O movimento da areia depende essencialmente da direção de chegada das ondas e da
refração a que são submetidas quando chegam à costa. A deriva litorânea lembra os “dentes
de uma serra”, como mostra a Figura 2. O grão de areia que estava na posição 1, com a
chegada das ondas, é transportando para a posição 2; com o retorno da água ele é levado
para a posição 3 e é levado para a posição 4 quando chegam novamente as ondas, e assim
sucessivamente.
Praia
Sentido da Deriva Litorânea de Sedimentos
Grão de areia
1
2
4
3
Ondulação
Oceano
Figura 2 - Equilíbrio longitudinal das praias - transporte de sedimentos feito pela deriva
litorânea.
Sempre que ocorre a interrupção desse transporte a praia busca um novo equilíbrio, tendo
como alguns dos reflexos a erosão praial e a diminuição da faixa de areia. Por isso a fixação
da entrada dos rios por molhes precisa ser avaliada, principalmente quanto ao volume de
sedimentos que o rio transporta e o destino desses sedimentos. Se a construção do molhe é
inevitável, e às vezes é, a reposição de sedimentos para a praia deve ser feita
periodicamente, de modo que o equilíbrio seja mantido.

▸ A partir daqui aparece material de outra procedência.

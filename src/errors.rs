use std::fmt;

#[derive(Debug, Clone)]
pub enum IpLocatorError {
    /// Transport-level failure, the provider never responded
    ProviderUnreachable(String),
    /// The provider responded with an explicit error envelope
    ProviderError(String),
    StoreError(String),
    CacheError(String),
    NoAddressAvailable(String),
    InvalidInput(String),
    Cancelled(String),
    Config(String),
    Serialization(String),
}

impl IpLocatorError {
    /// Get the error code
    pub fn code(&self) -> &'static str {
        match self {
            IpLocatorError::ProviderUnreachable(_) => "E001",
            IpLocatorError::ProviderError(_) => "E002",
            IpLocatorError::StoreError(_) => "E003",
            IpLocatorError::CacheError(_) => "E004",
            IpLocatorError::NoAddressAvailable(_) => "E005",
            IpLocatorError::InvalidInput(_) => "E006",
            IpLocatorError::Cancelled(_) => "E007",
            IpLocatorError::Config(_) => "E008",
            IpLocatorError::Serialization(_) => "E009",
        }
    }

    /// Get the error type name
    pub fn error_type(&self) -> &'static str {
        match self {
            IpLocatorError::ProviderUnreachable(_) => "Provider Unreachable",
            IpLocatorError::ProviderError(_) => "Provider Error",
            IpLocatorError::StoreError(_) => "Store Error",
            IpLocatorError::CacheError(_) => "Cache Error",
            IpLocatorError::NoAddressAvailable(_) => "No Address Available",
            IpLocatorError::InvalidInput(_) => "Invalid Input",
            IpLocatorError::Cancelled(_) => "Request Cancelled",
            IpLocatorError::Config(_) => "Configuration Error",
            IpLocatorError::Serialization(_) => "Serialization Error",
        }
    }

    /// Get the error details
    pub fn message(&self) -> &str {
        match self {
            IpLocatorError::ProviderUnreachable(msg) => msg,
            IpLocatorError::ProviderError(msg) => msg,
            IpLocatorError::StoreError(msg) => msg,
            IpLocatorError::CacheError(msg) => msg,
            IpLocatorError::NoAddressAvailable(msg) => msg,
            IpLocatorError::InvalidInput(msg) => msg,
            IpLocatorError::Cancelled(msg) => msg,
            IpLocatorError::Config(msg) => msg,
            IpLocatorError::Serialization(msg) => msg,
        }
    }
}

impl fmt::Display for IpLocatorError {
    fn fmt(&self, f: &mut fmt::Formatter<'_>) -> fmt::Result {
        write!(f, "{}: {}", self.error_type(), self.message())
    }
}

impl std::error::Error for IpLocatorError {}

// Convenience constructors
impl IpLocatorError {
    pub fn provider_unreachable<T: Into<String>>(msg: T) -> Self {
        IpLocatorError::ProviderUnreachable(msg.into())
    }

    pub fn provider_error<T: Into<String>>(msg: T) -> Self {
        IpLocatorError::ProviderError(msg.into())
    }

    pub fn store_error<T: Into<String>>(msg: T) -> Self {
        IpLocatorError::StoreError(msg.into())
    }

    pub fn cache_error<T: Into<String>>(msg: T) -> Self {
        IpLocatorError::CacheError(msg.into())
    }

    pub fn no_address_available<T: Into<String>>(msg: T) -> Self {
        IpLocatorError::NoAddressAvailable(msg.into())
    }

    pub fn invalid_input<T: Into<String>>(msg: T) -> Self {
        IpLocatorError::InvalidInput(msg.into())
    }

    pub fn cancelled<T: Into<String>>(msg: T) -> Self {
        IpLocatorError::Cancelled(msg.into())
    }

    pub fn config<T: Into<String>>(msg: T) -> Self {
        IpLocatorError::Config(msg.into())
    }

    pub fn serialization<T: Into<String>>(msg: T) -> Self {
        IpLocatorError::Serialization(msg.into())
    }
}

// From impls for common error types
impl From<sea_orm::DbErr> for IpLocatorError {
    fn from(err: sea_orm::DbErr) -> Self {
        IpLocatorError::StoreError(err.to_string())
    }
}

impl From<serde_json::Error> for IpLocatorError {
    fn from(err: serde_json::Error) -> Self {
        IpLocatorError::Serialization(err.to_string())
    }
}

impl From<std::net::AddrParseError> for IpLocatorError {
    fn from(err: std::net::AddrParseError) -> Self {
        IpLocatorError::InvalidInput(err.to_string())
    }
}

pub type Result<T> = std::result::Result<T, IpLocatorError>;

O outro equilíbrio ocorre transversalmente à praia e é mais visivelmente percebido no
inverno e no verão. A praia apresenta um perfil de acresção e outro de erosão (ver Figura
3). Na primavera/verão ocorre uma maior deposição de areia na parte visível da praia,
caracterizando o perfil de acresção. No outono/inverno a altura das ondas fica maior devido
à passagem de sistemas atmosféricos, como os ciclones, por exemplo. Assim, a areia que
estava na parte emersa da praia é erodida e depositada na parte submersa, caracterizando o
perfil de erosão.
Tanto no perfil de acresção quanto de erosão a areia da parte submersa forma uma
seqüência de barras e cavas paralelas à praia, provocadas pela atuação de ondas e correntes,
como mostra a Figura 3. Como as condições hidrodinâmicas locais variam, a posição
dessas feições muda periodicamente.
Dunas
Perfil de acresção
Praia
Movimento da areia
oceano
Dunas
Perfil de erosão
Praia
Movimento da areia
oceano
Figura 3 – Equilíbrio longitudinal da praia - perfil de acresção (primavera/verão) e perfil de
erosão (outono/inverno).
Em situações atmosféricas mais severas e/ou duradouras as ondas, além de erodir a praia,
avançam sobre as dunas, que desempenham o papel de proteção costeira. Os sedimentos
que são erodidos das dunas voltam gradativamente, após a passagem dos fenômenos
atmosféricos que atuavam e a respectiva diminuição na altura das ondas.
O processo de reconstrução das dunas pode ser resumido dessa forma: as ondas trazem a
areia até a parte emersa da praia e, por esta não pertencer ao equilíbrio (perfil de acresção e
erosão) normal da praia, é transportada pelo vento, reconstruindo as dunas. Quando ocorre
uma intervenção humana, como a construção de casas sobre as dunas, o mar destrói tudo o
que esta sobre as mesmas.
Os problemas nas praias ocorrem quando um desses equilíbrios é alterado. Quando a
intervenção humana ocorre, tanto no transporte longitudinal quanto no transversal, o
problema é intensificado e os estragos são de grandes proporções, como estão ocorrendo
nas praias de Santa Catarina ultimamente.